» **TASK PROMPT**
Take from the records below each line that holds "tracing".

» **Stored data**
##############################
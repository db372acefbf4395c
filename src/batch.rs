//! Batch generation of index-aligned statements.
//!
//! Statement `i` is generated from its own `ChaCha8Rng` stream, so the output
//! depends only on the seed and the inputs, never on how statements were
//! distributed across workers.

use crate::dialect::Dialect;
use crate::error::{GenError, Result};
use crate::keywords::KeywordCatalog;
use crate::statement::{enabled_templates, StatementAssembler, StatementPair, Template};
use crate::token::TokenGenerator;
use rand::distr::weighted::WeightedIndex;
use rand::distr::Distribution;
use rand::{Rng, SeedableRng};
use rand_chacha::ChaCha8Rng;
use schemars::JsonSchema;
use serde::{Deserialize, Serialize};
use sql_datagen::Table;
use std::collections::BTreeMap;
use std::fmt;

/// What to do with a statement that fails to generate.
#[derive(Debug, Clone, Copy, PartialEq, Eq, Default, Serialize, Deserialize, JsonSchema)]
#[serde(rename_all = "lowercase")]
pub enum ErrorPolicy {
    /// Log and drop the statement
    #[default]
    Skip,
    /// Stop at the first failure
    Abort,
}

impl std::str::FromStr for ErrorPolicy {
    type Err = String;

    fn from_str(s: &str) -> std::result::Result<Self, Self::Err> {
        match s.to_lowercase().as_str() {
            "skip" => Ok(ErrorPolicy::Skip),
            "abort" => Ok(ErrorPolicy::Abort),
            _ => Err(format!(
                "Unknown error policy: {}. Valid options: skip, abort",
                s
            )),
        }
    }
}

impl fmt::Display for ErrorPolicy {
    fn fmt(&self, f: &mut fmt::Formatter<'_>) -> fmt::Result {
        match self {
            ErrorPolicy::Skip => write!(f, "skip"),
            ErrorPolicy::Abort => write!(f, "abort"),
        }
    }
}

/// Four index-aligned statement lists.
#[derive(Debug, Clone, Default, PartialEq, Eq)]
pub struct Batch {
    pub bq_skeleton: Vec<String>,
    pub bq_tokenized: Vec<String>,
    pub postgre_skeleton: Vec<String>,
    pub postgre_tokenized: Vec<String>,
}

impl Batch {
    pub fn len(&self) -> usize {
        self.postgre_tokenized.len()
    }

    pub fn is_empty(&self) -> bool {
        self.len() == 0
    }

    pub fn push(&mut self, statement: StatementPair) {
        self.bq_skeleton.push(statement.bigquery.skeleton);
        self.bq_tokenized.push(statement.bigquery.tokenized);
        self.postgre_skeleton.push(statement.postgres.skeleton);
        self.postgre_tokenized.push(statement.postgres.tokenized);
    }

    pub fn skeletons(&self, dialect: Dialect) -> &[String] {
        match dialect {
            Dialect::Postgres => &self.postgre_skeleton,
            Dialect::BigQuery => &self.bq_skeleton,
        }
    }

    pub fn tokenized(&self, dialect: Dialect) -> &[String] {
        match dialect {
            Dialect::Postgres => &self.postgre_tokenized,
            Dialect::BigQuery => &self.bq_tokenized,
        }
    }
}

/// Generation settings.
#[derive(Debug, Clone, Copy, PartialEq, Eq)]
pub struct BatchOptions {
    pub seed: u64,
    /// Worker threads; 0 or 1 runs on the calling thread.
    pub workers: usize,
    pub on_error: ErrorPolicy,
}

impl Default for BatchOptions {
    fn default() -> Self {
        Self {
            seed: 0,
            workers: 1,
            on_error: ErrorPolicy::Skip,
        }
    }
}

/// Statistics for one generate run
#[derive(Debug, Clone, Default, PartialEq, Eq, Serialize, JsonSchema)]
pub struct GenerateStats {
    pub seed: u64,
    pub requested: usize,
    pub generated: usize,
    pub skipped: usize,
    pub workers: usize,
    /// Emitted statements per template name
    pub per_template: BTreeMap<String, usize>,
}

/// `(statement index, template index, result)`
type Outcome = (usize, usize, Result<StatementPair>);

pub struct BatchGenerator<'a> {
    generator: &'a TokenGenerator,
    catalog: &'a dyn KeywordCatalog,
    templates: Vec<Template>,
    weights: WeightedIndex<u32>,
    tables: &'a [Table],
    options: BatchOptions,
}

impl<'a> BatchGenerator<'a> {
    /// Templates needing a disabled keyword are dropped here.
    pub fn new(
        generator: &'a TokenGenerator,
        catalog: &'a dyn KeywordCatalog,
        templates: Vec<Template>,
        tables: &'a [Table],
        options: BatchOptions,
    ) -> Result<Self> {
        if tables.is_empty() {
            return Err(GenError::InvalidArgument(
                "at least one table is required".to_string(),
            ));
        }
        let templates = enabled_templates(templates, catalog, generator.registry());
        if templates.is_empty() {
            return Err(GenError::InvalidArgument(
                "no template has all of its keywords enabled".to_string(),
            ));
        }
        let weights = WeightedIndex::new(templates.iter().map(Template::weight))
            .map_err(|e| GenError::InvalidArgument(format!("template weights: {e}")))?;

        Ok(Self {
            generator,
            catalog,
            templates,
            weights,
            tables,
            options,
        })
    }

    pub fn templates(&self) -> &[Template] {
        &self.templates
    }

    /// Build statement `index` from its own random stream.
    pub fn statement(&self, index: usize) -> Result<StatementPair> {
        self.outcome(index).2
    }

    fn outcome(&self, index: usize) -> Outcome {
        let mut rng = ChaCha8Rng::seed_from_u64(self.options.seed);
        rng.set_stream(index as u64);

        let template = self.weights.sample(&mut rng);
        let table = &self.tables[rng.random_range(0..self.tables.len())];
        let result = StatementAssembler::new(self.generator, self.catalog).assemble(
            &self.templates[template],
            table,
            &mut rng,
        );
        (index, template, result)
    }

    pub fn generate(&self, count: usize) -> Result<(Batch, GenerateStats)> {
        self.generate_with_progress(count, |_| {})
    }

    /// Generate `count` statements, calling `on_progress` with the number
    /// finished so far.
    pub fn generate_with_progress<F>(
        &self,
        count: usize,
        on_progress: F,
    ) -> Result<(Batch, GenerateStats)>
    where
        F: Fn(u64) + Sync,
    {
        let workers = self.options.workers.max(1).min(count.max(1));
        tracing::debug!(count, workers, seed = self.options.seed, "generating batch");

        let outcomes = if workers == 1 {
            (0..count)
                .map(|i| {
                    let outcome = self.outcome(i);
                    on_progress(i as u64 + 1);
                    outcome
                })
                .collect::<Vec<_>>()
        } else {
            self.generate_parallel(count, workers, &on_progress)
        };

        let mut batch = Batch::default();
        let mut stats = GenerateStats {
            seed: self.options.seed,
            requested: count,
            workers,
            ..Default::default()
        };

        for (index, template, result) in outcomes {
            match result {
                Ok(statement) => {
                    *stats
                        .per_template
                        .entry(statement.template.clone())
                        .or_default() += 1;
                    batch.push(statement);
                    stats.generated += 1;
                }
                Err(e) => match self.options.on_error {
                    ErrorPolicy::Abort => return Err(e),
                    ErrorPolicy::Skip => {
                        let template = self.templates[template].name();
                        tracing::warn!(index, template, error = %e, "skipping statement");
                        stats.skipped += 1;
                    }
                },
            }
        }

        Ok((batch, stats))
    }

    fn generate_parallel<F>(&self, count: usize, workers: usize, on_progress: &F) -> Vec<Outcome>
    where
        F: Fn(u64) + Sync,
    {
        let chunk = count.div_ceil(workers);
        let done = std::sync::atomic::AtomicU64::new(0);

        std::thread::scope(|scope| {
            let handles: Vec<_> = (0..workers)
                .map(|w| {
                    let start = (w * chunk).min(count);
                    let end = ((w + 1) * chunk).min(count);
                    let done = &done;
                    scope.spawn(move || {
                        tracing::debug!(worker = w, start, end, "worker started");
                        (start..end)
                            .map(|i| {
                                let outcome = self.outcome(i);
                                let n = done.fetch_add(1, std::sync::atomic::Ordering::Relaxed);
                                on_progress(n + 1);
                                outcome
                            })
                            .collect::<Vec<_>>()
                    })
                })
                .collect();

            let mut outcomes = Vec::with_capacity(count);
            for handle in handles {
                match handle.join() {
                    Ok(chunk) => outcomes.extend(chunk),
                    Err(panic) => std::panic::resume_unwind(panic),
                }
            }
            outcomes
        })
    }
}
##############################
» **SOLUTION FOR THIS EXERCISE**
        tracing::debug!(count, workers, seed = self.options.seed, "generating batch");
                        tracing::warn!(index, template, error = %e, "skipping statement");
                        tracing::debug!(worker = w, start, end, "worker started");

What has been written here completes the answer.